**Task goal**
After locating "assert_eq!(Pattern::It.arity(), 0);" in the listing below, copy that line and each one after it exactly, ending with the line that has "per-kind arity. Nodes".
════════
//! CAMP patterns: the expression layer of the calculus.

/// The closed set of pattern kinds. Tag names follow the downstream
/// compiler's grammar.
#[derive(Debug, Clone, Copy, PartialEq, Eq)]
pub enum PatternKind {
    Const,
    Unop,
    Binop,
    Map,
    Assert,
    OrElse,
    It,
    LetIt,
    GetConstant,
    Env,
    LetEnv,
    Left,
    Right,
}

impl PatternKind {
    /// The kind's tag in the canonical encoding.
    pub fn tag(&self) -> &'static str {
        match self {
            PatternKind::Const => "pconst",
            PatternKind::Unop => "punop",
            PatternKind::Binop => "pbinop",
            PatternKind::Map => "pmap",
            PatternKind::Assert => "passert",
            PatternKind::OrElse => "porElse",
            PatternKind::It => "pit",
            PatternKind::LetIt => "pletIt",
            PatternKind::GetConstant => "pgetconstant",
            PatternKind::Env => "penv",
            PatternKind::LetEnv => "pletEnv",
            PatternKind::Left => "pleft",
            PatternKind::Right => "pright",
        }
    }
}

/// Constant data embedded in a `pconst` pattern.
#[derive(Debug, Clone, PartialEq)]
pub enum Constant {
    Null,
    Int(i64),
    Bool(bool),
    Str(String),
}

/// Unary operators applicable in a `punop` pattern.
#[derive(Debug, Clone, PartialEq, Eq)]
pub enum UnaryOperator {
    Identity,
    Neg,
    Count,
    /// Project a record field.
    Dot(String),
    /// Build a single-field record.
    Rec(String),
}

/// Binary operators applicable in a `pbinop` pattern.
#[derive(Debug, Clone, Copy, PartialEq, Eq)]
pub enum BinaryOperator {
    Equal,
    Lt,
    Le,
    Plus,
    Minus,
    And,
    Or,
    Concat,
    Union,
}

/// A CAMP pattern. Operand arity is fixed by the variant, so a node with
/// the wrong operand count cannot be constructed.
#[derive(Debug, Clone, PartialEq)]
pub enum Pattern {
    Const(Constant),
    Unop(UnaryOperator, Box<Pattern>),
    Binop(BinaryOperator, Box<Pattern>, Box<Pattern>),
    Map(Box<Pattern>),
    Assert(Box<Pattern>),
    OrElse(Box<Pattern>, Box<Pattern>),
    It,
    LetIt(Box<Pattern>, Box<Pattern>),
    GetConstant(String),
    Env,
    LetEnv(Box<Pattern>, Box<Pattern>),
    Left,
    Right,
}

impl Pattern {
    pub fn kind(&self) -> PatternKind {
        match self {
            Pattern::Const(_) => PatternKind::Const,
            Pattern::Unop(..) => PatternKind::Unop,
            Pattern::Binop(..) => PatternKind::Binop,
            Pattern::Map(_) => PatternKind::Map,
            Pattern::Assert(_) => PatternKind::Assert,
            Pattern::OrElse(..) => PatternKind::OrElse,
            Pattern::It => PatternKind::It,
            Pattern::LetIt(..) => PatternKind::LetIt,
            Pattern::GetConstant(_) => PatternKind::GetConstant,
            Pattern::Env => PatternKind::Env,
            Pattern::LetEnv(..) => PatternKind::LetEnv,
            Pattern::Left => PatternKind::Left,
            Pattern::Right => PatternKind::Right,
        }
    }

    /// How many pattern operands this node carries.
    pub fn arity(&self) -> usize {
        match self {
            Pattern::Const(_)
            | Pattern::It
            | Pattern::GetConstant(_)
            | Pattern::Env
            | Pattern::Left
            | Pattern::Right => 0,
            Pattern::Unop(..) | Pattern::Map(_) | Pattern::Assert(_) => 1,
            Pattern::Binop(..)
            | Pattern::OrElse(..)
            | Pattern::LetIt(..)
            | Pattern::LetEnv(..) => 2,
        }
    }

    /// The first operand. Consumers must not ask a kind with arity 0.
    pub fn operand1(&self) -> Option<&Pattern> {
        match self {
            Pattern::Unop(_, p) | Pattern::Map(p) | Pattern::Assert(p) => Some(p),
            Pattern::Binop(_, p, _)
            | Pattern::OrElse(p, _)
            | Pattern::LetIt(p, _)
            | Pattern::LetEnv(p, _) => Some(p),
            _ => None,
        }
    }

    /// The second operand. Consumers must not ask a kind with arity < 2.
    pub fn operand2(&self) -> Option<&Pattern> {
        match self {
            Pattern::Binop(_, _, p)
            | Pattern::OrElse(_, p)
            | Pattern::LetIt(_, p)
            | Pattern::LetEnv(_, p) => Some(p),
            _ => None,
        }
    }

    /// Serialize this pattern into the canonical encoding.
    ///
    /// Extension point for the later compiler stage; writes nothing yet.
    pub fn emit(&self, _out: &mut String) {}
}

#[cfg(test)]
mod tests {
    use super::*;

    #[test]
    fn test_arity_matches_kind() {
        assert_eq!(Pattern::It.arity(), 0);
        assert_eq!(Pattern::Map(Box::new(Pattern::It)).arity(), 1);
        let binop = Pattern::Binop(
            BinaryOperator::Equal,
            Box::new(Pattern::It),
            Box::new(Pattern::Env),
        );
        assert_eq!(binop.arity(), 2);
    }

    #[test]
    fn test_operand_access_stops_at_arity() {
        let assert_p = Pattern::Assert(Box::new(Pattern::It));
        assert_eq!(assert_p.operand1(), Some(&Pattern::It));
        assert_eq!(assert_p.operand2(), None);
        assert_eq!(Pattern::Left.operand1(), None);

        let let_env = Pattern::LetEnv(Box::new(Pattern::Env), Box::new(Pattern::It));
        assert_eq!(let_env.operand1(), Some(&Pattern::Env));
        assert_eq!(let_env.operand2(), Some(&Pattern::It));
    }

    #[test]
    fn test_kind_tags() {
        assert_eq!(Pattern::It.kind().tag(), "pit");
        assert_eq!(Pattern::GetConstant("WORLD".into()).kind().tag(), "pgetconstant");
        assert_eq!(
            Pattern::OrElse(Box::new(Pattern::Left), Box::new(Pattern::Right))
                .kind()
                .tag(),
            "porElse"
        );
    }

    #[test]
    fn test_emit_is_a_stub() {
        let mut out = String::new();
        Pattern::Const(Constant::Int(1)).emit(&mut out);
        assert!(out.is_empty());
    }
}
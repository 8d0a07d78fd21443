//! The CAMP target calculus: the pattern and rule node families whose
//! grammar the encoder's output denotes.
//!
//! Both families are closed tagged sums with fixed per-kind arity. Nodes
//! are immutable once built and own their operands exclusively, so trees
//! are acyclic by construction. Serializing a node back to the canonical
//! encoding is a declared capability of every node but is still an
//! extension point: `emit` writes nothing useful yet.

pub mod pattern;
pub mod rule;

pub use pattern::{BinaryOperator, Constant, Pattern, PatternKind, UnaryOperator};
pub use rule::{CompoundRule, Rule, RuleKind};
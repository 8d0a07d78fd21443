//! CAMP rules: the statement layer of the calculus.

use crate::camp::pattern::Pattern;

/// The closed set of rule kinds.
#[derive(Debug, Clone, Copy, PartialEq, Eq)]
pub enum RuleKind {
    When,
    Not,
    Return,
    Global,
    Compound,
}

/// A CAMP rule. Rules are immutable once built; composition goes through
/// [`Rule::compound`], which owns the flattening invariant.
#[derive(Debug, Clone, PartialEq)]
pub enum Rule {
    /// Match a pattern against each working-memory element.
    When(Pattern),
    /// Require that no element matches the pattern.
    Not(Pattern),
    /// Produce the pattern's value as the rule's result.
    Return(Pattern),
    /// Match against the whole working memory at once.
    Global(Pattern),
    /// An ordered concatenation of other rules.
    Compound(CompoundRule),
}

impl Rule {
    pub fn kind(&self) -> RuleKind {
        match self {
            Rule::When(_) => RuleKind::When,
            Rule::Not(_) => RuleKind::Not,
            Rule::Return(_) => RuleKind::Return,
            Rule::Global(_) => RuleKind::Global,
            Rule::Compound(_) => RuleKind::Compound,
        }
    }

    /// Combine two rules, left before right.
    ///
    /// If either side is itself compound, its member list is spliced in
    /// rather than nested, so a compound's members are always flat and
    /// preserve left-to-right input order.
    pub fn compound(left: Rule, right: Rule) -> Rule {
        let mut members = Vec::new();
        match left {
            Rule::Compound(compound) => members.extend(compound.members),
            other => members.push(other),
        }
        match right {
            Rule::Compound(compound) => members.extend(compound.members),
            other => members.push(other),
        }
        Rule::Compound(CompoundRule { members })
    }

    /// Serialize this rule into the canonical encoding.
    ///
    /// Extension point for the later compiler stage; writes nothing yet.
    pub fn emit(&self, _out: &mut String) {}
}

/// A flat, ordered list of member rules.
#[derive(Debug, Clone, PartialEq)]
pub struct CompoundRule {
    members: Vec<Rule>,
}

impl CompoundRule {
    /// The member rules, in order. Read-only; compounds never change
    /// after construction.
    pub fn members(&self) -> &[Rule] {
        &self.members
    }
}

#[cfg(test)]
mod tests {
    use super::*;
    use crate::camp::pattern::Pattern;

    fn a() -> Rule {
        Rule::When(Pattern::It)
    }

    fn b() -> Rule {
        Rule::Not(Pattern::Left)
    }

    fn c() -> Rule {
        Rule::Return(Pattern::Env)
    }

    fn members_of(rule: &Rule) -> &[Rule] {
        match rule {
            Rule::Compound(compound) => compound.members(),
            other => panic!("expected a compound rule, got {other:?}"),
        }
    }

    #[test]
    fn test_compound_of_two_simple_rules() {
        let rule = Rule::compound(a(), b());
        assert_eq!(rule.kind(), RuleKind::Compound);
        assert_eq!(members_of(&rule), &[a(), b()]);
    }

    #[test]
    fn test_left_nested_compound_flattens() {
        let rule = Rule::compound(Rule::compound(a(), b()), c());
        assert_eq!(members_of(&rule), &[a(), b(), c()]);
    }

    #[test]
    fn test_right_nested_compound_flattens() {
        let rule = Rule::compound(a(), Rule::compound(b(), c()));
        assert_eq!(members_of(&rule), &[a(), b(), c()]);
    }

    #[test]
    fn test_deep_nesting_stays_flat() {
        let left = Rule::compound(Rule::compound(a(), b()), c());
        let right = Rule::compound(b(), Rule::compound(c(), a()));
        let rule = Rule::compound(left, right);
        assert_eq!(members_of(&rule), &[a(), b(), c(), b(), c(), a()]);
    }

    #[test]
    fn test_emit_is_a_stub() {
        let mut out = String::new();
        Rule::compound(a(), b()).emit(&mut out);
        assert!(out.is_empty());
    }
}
════════
**Exercise result**
        assert_eq!(Pattern::It.arity(), 0);
        assert_eq!(Pattern::Map(Box::new(Pattern::It)).arity(), 1);
        let binop = Pattern::Binop(
            BinaryOperator::Equal,
            Box::new(Pattern::It),
            Box::new(Pattern::Env),
        );
        assert_eq!(binop.arity(), 2);
    }

    #[test]
    fn test_operand_access_stops_at_arity() {
        let assert_p = Pattern::Assert(Box::new(Pattern::It));
        assert_eq!(assert_p.operand1(), Some(&Pattern::It));
        assert_eq!(assert_p.operand2(), None);
        assert_eq!(Pattern::Left.operand1(), None);

        let let_env = Pattern::LetEnv(Box::new(Pattern::Env), Box::new(Pattern::It));
        assert_eq!(let_env.operand1(), Some(&Pattern::Env));
        assert_eq!(let_env.operand2(), Some(&Pattern::It));
    }

    #[test]
    fn test_kind_tags() {
        assert_eq!(Pattern::It.kind().tag(), "pit");
        assert_eq!(Pattern::GetConstant("WORLD".into()).kind().tag(), "pgetconstant");
        assert_eq!(
            Pattern::OrElse(Box::new(Pattern::Left), Box::new(Pattern::Right))
                .kind()
                .tag(),
            "porElse"
        );
    }

    #[test]
    fn test_emit_is_a_stub() {
        let mut out = String::new();
        Pattern::Const(Constant::Int(1)).emit(&mut out);
        assert!(out.is_empty());
    }
}
repository 8d0a07d78fd21443
//! The CAMP target calculus: the pattern and rule node families whose
//! grammar the encoder's output denotes.
//!
//! Both families are closed tagged sums with fixed per-kind arity. Nodes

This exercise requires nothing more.